Орлов заметил, как его ученик старательно уводит глаза в сторону.
— Пошли, я угощаю для первого раза.
— Не нуждаемся! — гордо и злобно ответил Володька и спросил уже помягче: — Обед-то когда у вас кончается?
— Так-так-так, — проговорил Орлов, прикидывая что-то про себя. — Ну, а если я, положим, тебе лицевой счет заведу, и сколько ты аванса проешь, то потом вернешь?
Юный Картошкин подумал самую малость и согласился.
— Молодец! — одобрил Орлов. — Четко соображаешь. Толковый из тебя может спец получиться… С течением времени, конечно. — И поинтересовался: — А что же отец денег тебе на прокорм не дает?
— Давал вчера, — ответил Володька. — Да что-то передумал. Говорит, ты мне не медаль на шее, пошел в люди, так и иди… И трояк обратно в карман.
— Ты смотри, как у Алексей Максимыча твоя жизнь! — воскликнул Орлов. — А на трояк он чего, лотереек взял?
— Ага!.. После обеда сосед Сучков в магазин сбегал, пять пузырьков гвоздичного одеколона принес… В дом не зайти, запах гнусный до ужаса.
— Зато комаров отпугивает, — веско возразил Орлов и вздохнул.

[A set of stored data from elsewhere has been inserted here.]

//! # taxref-sync
//!
//! Generation pipeline and run modes for the aggregated taxonomy
//! reference.
//!
//! Call [`pipeline::run_at`] with a [`RunMode`] to preview, check, or
//! write the document rooted at a project directory.

pub mod check;
pub mod error;
pub mod pipeline;
pub mod writer;

pub use check::CheckStatus;
pub use error::SyncError;
pub use pipeline::{run_at, Outcome, Reference, RunMode, PREVIEW_CHAR_LIMIT};
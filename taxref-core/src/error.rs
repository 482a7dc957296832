//! Error types for taxref-core.

use std::path::PathBuf;

use thiserror::Error;

/// All errors that can arise from locating and extracting section sources.
#[derive(Debug, Error)]
pub enum CoreError {
    /// An I/O error, with annotated path for context.
    #[error("I/O error at {path}: {source}")]
    Io {
        path: PathBuf,
        #[source]
        source: std::io::Error,
    },

    /// One of the extraction regexes failed to compile.
    #[error("invalid extraction pattern: {0}")]
    Pattern(#[from] regex::Error),
}

/// Convenience constructor for [`CoreError::Io`].
pub(crate) fn io_err(path: impl Into<PathBuf>, source: std::io::Error) -> CoreError {
    CoreError::Io {
        path: path.into(),
        source,
    }
}
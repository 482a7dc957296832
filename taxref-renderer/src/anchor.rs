//! Anchor derivation — URL-safe identifiers for intra-document links.

/// Derive the URL anchor for a heading's display text.
///
/// Lowercases, drops every character outside ASCII alphanumerics, spaces
/// and hyphens, then collapses each internal run of whitespace and hyphens
/// to a single hyphen. The derivation is idempotent.
pub fn anchor_for(title: &str) -> String {
    let mut anchor = String::with_capacity(title.len());
    let mut pending_hyphen = false;

    for ch in title.to_lowercase().chars() {
        if ch.is_whitespace() || ch == '-' {
            pending_hyphen = !anchor.is_empty();
            continue;
        }
        if !ch.is_ascii_alphanumeric() {
            continue;
        }
        if pending_hyphen {
            anchor.push('-');
            pending_hyphen = false;
        }
        anchor.push(ch);
    }

    anchor
}

// ---------------------------------------------------------------------------
// Tests
// ---------------------------------------------------------------------------
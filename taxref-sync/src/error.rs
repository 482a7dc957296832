//! Error types for taxref-sync.

use std::path::PathBuf;

use thiserror::Error;

use taxref_core::CoreError;
use taxref_renderer::RenderError;

/// All errors that can arise from generating and syncing the reference.
#[derive(Debug, Error)]
pub enum SyncError {
    /// An error from locating or extracting section sources.
    #[error("extraction error: {0}")]
    Core(#[from] CoreError),

    /// An error from the rendering engine.
    #[error("render error: {0}")]
    Render(#[from] RenderError),

    /// An I/O error, with annotated path for context.
    #[error("I/O error at {path}: {source}")]
    Io {
        path: PathBuf,
        #[source]
        source: std::io::Error,
    },

    /// The timestamp-normalization regex failed to compile.
    #[error("invalid timestamp pattern: {0}")]
    Pattern(#[from] regex::Error),
}

/// Convenience constructor for [`SyncError::Io`].
pub(crate) fn io_err(path: impl Into<PathBuf>, source: std::io::Error) -> SyncError {
    SyncError::Io {
        path: path.into(),
        source,
    }
}
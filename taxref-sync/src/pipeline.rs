//! Shared generation pipeline and the three run modes.
//!
//! One generation pass feeds every mode: locate each catalog section's
//! README, extract its structure, render the full document, then preview,
//! check, or write it.

use std::path::{Path, PathBuf};

use chrono::Utc;

use taxref_core::{catalog, Extractor};
use taxref_renderer::{ReferenceContext, Renderer};

use crate::check::{self, CheckStatus};
use crate::error::SyncError;
use crate::writer;

/// How many characters of the document a preview shows.
pub const PREVIEW_CHAR_LIMIT: usize = 2000;

/// Run mode for one invocation. Exactly one is active; `Write` is the
/// default.
#[derive(Debug, Clone, Copy, PartialEq, Eq)]
pub enum RunMode {
    /// Persist the generated document to the reference path.
    Write,
    /// Print a truncated preview; never touch disk.
    DryRun,
    /// Compare generated content against the reference on disk.
    Check,
}

/// A freshly generated reference document.
#[derive(Debug, Clone, PartialEq, Eq)]
pub struct Reference {
    pub content: String,
    /// Number of configured catalog sections (not just located ones);
    /// reported in the write summary.
    pub section_count: usize,
}

/// Outcome of one pipeline run.
#[derive(Debug, Clone, PartialEq, Eq)]
pub enum Outcome {
    Written {
        path: PathBuf,
        section_count: usize,
        total_chars: usize,
    },
    Preview {
        head: String,
        total_chars: usize,
        truncated: bool,
    },
    Check(CheckStatus),
}

/// Generate the full reference document from the READMEs under `root`.
///
/// Sections whose README is absent are skipped silently.
pub fn generate_at(root: &Path) -> Result<Reference, SyncError> {
    let extractor = Extractor::new()?;
    let mut located = Vec::new();
    for source in catalog::sections() {
        match catalog::read_section_readme_at(root, source)? {
            Some(raw) => located.push((source, extractor.extract(&raw))),
            None => tracing::debug!("no README.md in {}", source.dir_name),
        }
    }
    tracing::debug!(
        "located {} of {} section READMEs",
        located.len(),
        catalog::sections().len()
    );

    let timestamp = Utc::now().format("%Y-%m-%d %H:%M:%S UTC").to_string();
    let ctx = ReferenceContext::from_sections(timestamp, &located);
    let content = Renderer::new()?.render(&ctx)?;

    Ok(Reference {
        content,
        section_count: catalog::sections().len(),
    })
}

/// Generate once and dispatch on `mode`.
pub fn run_at(root: &Path, mode: RunMode) -> Result<Outcome, SyncError> {
    let reference = generate_at(root)?;
    match mode {
        RunMode::DryRun => Ok(preview(&reference)),
        RunMode::Check => Ok(Outcome::Check(check::check_at(root, &reference.content)?)),
        RunMode::Write => {
            let path = catalog::reference_path_at(root);
            writer::write_reference(&path, &reference.content)?;
            Ok(Outcome::Written {
                path,
                section_count: reference.section_count,
                total_chars: reference.content.chars().count(),
            })
        }
    }
}

fn preview(reference: &Reference) -> Outcome {
    let total_chars = reference.content.chars().count();
    Outcome::Preview {
        head: reference.content.chars().take(PREVIEW_CHAR_LIMIT).collect(),
        total_chars,
        truncated: total_chars > PREVIEW_CHAR_LIMIT,
    }
}

// ---------------------------------------------------------------------------
// Tests
// ---------------------------------------------------------------------------

#[cfg(test)]
mod tests {
    use std::fs;

    use tempfile::TempDir;

    use super::*;

    fn seed_section(root: &Path, index: usize, readme: &str) {
        let dir = catalog::section_dir_at(root, &catalog::sections()[index]);
        fs::create_dir_all(&dir).unwrap();
        fs::write(dir.join("README.md"), readme).unwrap();
    }

    fn strip_timestamp(content: &str) -> String {
        content
            .lines()
            .filter(|line| !line.contains("**Last updated**:"))
            .collect::<Vec<_>>()
            .join("\n")
    }

    #[test]
    fn generation_is_idempotent_modulo_the_timestamp() {
        let root = TempDir::new().unwrap();
        seed_section(
            root.path(),
            0,
            "# Enterprise\n\nIntro.\n\n### Styles\n- One\n- Two\n",
        );

        let first = generate_at(root.path()).unwrap();
        let second = generate_at(root.path()).unwrap();
        assert_eq!(
            strip_timestamp(&first.content),
            strip_timestamp(&second.content)
        );
        assert_eq!(first.section_count, 11);
    }

    #[test]
    fn absent_directories_are_omitted_without_disturbing_neighbors() {
        let root = TempDir::new().unwrap();
        seed_section(root.path(), 0, "# One\n\n### A\n- a\n");
        seed_section(root.path(), 2, "# Three\n\n### C\n- c\n");

        let reference = generate_at(root.path()).unwrap();
        assert!(reference
            .content
            .contains("## 1. Enterprise & Strategic Architecture"));
        assert!(reference
            .content
            .contains("## 3. Integration & Communication Architecture"));
        assert!(!reference
            .content
            .contains("2. Application & Software Architecture"));
    }

    #[test]
    fn empty_root_still_renders_curated_blocks() {
        let root = TempDir::new().unwrap();
        let reference = generate_at(root.path()).unwrap();
        assert!(reference
            .content
            .contains("## 11. Architectural Qualities (Non-Functional)"));
        assert!(reference.content.contains("## Recommended Naming Convention"));
    }

    #[test]
    fn dry_run_previews_without_touching_disk() {
        let root = TempDir::new().unwrap();
        let target = catalog::reference_path_at(root.path());

        let outcome = run_at(root.path(), RunMode::DryRun).unwrap();
        match outcome {
            Outcome::Preview {
                head,
                total_chars,
                truncated,
            } => {
                assert!(head.chars().count() <= PREVIEW_CHAR_LIMIT);
                assert!(total_chars > PREVIEW_CHAR_LIMIT, "curated blocks alone exceed the preview limit");
                assert!(truncated);
            }
            other => panic!("expected preview outcome, got {other:?}"),
        }
        assert!(!target.exists(), "dry run must not create the reference");
    }

    #[test]
    fn dry_run_leaves_an_existing_reference_untouched() {
        let root = TempDir::new().unwrap();
        run_at(root.path(), RunMode::Write).unwrap();
        let target = catalog::reference_path_at(root.path());
        let before = fs::read_to_string(&target).unwrap();

        run_at(root.path(), RunMode::DryRun).unwrap();
        assert_eq!(fs::read_to_string(&target).unwrap(), before);
    }

    #[test]
    fn write_then_check_reports_in_sync() {
        let root = TempDir::new().unwrap();
        seed_section(root.path(), 4, "# Cloud\n\n### Compute\n- Serverless\n");

        let written = run_at(root.path(), RunMode::Write).unwrap();
        match written {
            Outcome::Written {
                path,
                section_count,
                total_chars,
            } => {
                assert!(path.ends_with(
                    "architecture-general/10-practicality-taxonomy/architecture_taxonomy_reference.md"
                ));
                assert_eq!(section_count, 11);
                assert!(total_chars > 0);
            }
            other => panic!("expected written outcome, got {other:?}"),
        }

        let checked = run_at(root.path(), RunMode::Check).unwrap();
        assert_eq!(checked, Outcome::Check(CheckStatus::InSync));
    }

    #[test]
    fn readme_edits_after_write_are_drift() {
        let root = TempDir::new().unwrap();
        seed_section(root.path(), 4, "# Cloud\n\n### Compute\n- Serverless\n");
        run_at(root.path(), RunMode::Write).unwrap();

        seed_section(root.path(), 4, "# Cloud\n\n### Compute\n- Containers\n");
        let checked = run_at(root.path(), RunMode::Check).unwrap();
        assert_eq!(checked, Outcome::Check(CheckStatus::Drifted));
    }

    #[test]
    fn check_against_missing_reference_reports_missing() {
        let root = TempDir::new().unwrap();
        let checked = run_at(root.path(), RunMode::Check).unwrap();
        assert_eq!(checked, Outcome::Check(CheckStatus::Missing));
    }
}
//! Reference context — serializable rendering payload built from located
//! sections and their extracted content.

use serde::Serialize;

use taxref_core::catalog::{BodyKind, SectionSource};
use taxref_core::extract::ExtractedDocument;

use crate::anchor::anchor_for;
use crate::error::RenderError;

/// Rendering payload for the aggregated reference document.
///
/// Only sections whose README was located contribute a [`SectionCtx`];
/// absent sources are simply not present, so they appear in neither the
/// table of contents nor the body.
#[derive(Debug, Clone, Serialize)]
pub struct ReferenceContext {
    /// Preformatted timestamp substituted into the header. Supplying it
    /// from the caller keeps rendering deterministic under test.
    pub timestamp: String,
    pub sections: Vec<SectionCtx>,
}

/// One located section.
#[derive(Debug, Clone, Serialize)]
pub struct SectionCtx {
    pub title: String,
    pub anchor: String,
    /// Whether the body block for this section is generated from its
    /// README. Curated sections appear only in the table of contents.
    pub generated: bool,
    pub subsections: Vec<SubsectionCtx>,
}

/// One H3 group within a section.
#[derive(Debug, Clone, Serialize)]
pub struct SubsectionCtx {
    pub title: String,
    pub anchor: String,
    pub items: Vec<String>,
}

impl ReferenceContext {
    /// Build a context from located sections, in catalog order.
    pub fn from_sections(
        timestamp: String,
        located: &[(&SectionSource, ExtractedDocument)],
    ) -> Self {
        let sections = located
            .iter()
            .map(|(source, doc)| SectionCtx {
                title: source.title.to_string(),
                anchor: anchor_for(source.title),
                generated: source.body == BodyKind::Generated,
                subsections: doc
                    .subsections
                    .iter()
                    .map(|sub| SubsectionCtx {
                        title: sub.title.clone(),
                        anchor: anchor_for(&sub.title),
                        items: sub.items.clone(),
                    })
                    .collect(),
            })
            .collect();

        ReferenceContext {
            timestamp,
            sections,
        }
    }

    /// Convert to a [`tera::Context`] for rendering.
    pub fn to_tera_context(&self) -> Result<tera::Context, RenderError> {
        tera::Context::from_serialize(self).map_err(RenderError::from)
    }
}

// ---------------------------------------------------------------------------
// Tests
// ---------------------------------------------------------------------------
//! Tera rendering engine for the aggregated reference document.
//!
//! The master template produces, in order: header (with timestamp), table
//! of contents, separator, one body block per generated section, then the
//! three curated blocks (practicality taxonomy, qualities, naming
//! convention). Curated blocks never derive from README content.

use tera::Tera;

use crate::context::ReferenceContext;
use crate::error::RenderError;

// ---------------------------------------------------------------------------
// Embedded templates — baked into the binary at compile time via include_str!
// ---------------------------------------------------------------------------

const MASTER: &str = "reference.md";

const TPLS: &[(&str, &str)] = &[
    (MASTER, include_str!("templates/reference.md.tera")),
    (
        "partials/practicality_taxonomy.md",
        include_str!("templates/_partials/practicality_taxonomy.md.tera"),
    ),
    (
        "partials/qualities.md",
        include_str!("templates/_partials/qualities.md.tera"),
    ),
    (
        "partials/naming_convention.md",
        include_str!("templates/_partials/naming_convention.md.tera"),
    ),
];

fn build_tera() -> Result<Tera, RenderError> {
    let mut tera = Tera::default();
    // Output is markdown; HTML-escaping would mangle titles like
    // "Enterprise & Strategic Architecture".
    tera.autoescape_on(vec![]);
    tera.add_raw_templates(TPLS.to_vec())?;
    Ok(tera)
}

// ---------------------------------------------------------------------------
// Renderer
// ---------------------------------------------------------------------------

/// Tera-based renderer over embedded templates only.
///
/// Create once with [`Renderer::new`] and reuse.
pub struct Renderer {
    tera: Tera,
}

impl Renderer {
    pub fn new() -> Result<Self, RenderError> {
        Ok(Renderer { tera: build_tera()? })
    }

    /// Render the full reference document for `ctx`.
    pub fn render(&self, ctx: &ReferenceContext) -> Result<String, RenderError> {
        let tera_ctx = ctx.to_tera_context()?;
        Ok(self.tera.render(MASTER, &tera_ctx)?)
    }
}

// ---------------------------------------------------------------------------
// Tests
// ---------------------------------------------------------------------------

Володька Картошкин в столовых бывал редко и теперь, увидев длинную, изнывающую от жары людскую очередь, сразу опечалился. Люди стояли с подносами вдоль длинной алюминиевой линии выдачи разных блюд. Но Орлов ободряюще кивнул ему, и Володька успокоился. И в самом деле, минут так через десять они принесли к свободному столику два полновесных обеда в железнодорожной никелированной посуде: какие-то салаты с зеленым лучком, рассольники, твердые на вид шницеля и бледно-розовые кисели в белых эмалированных кружках.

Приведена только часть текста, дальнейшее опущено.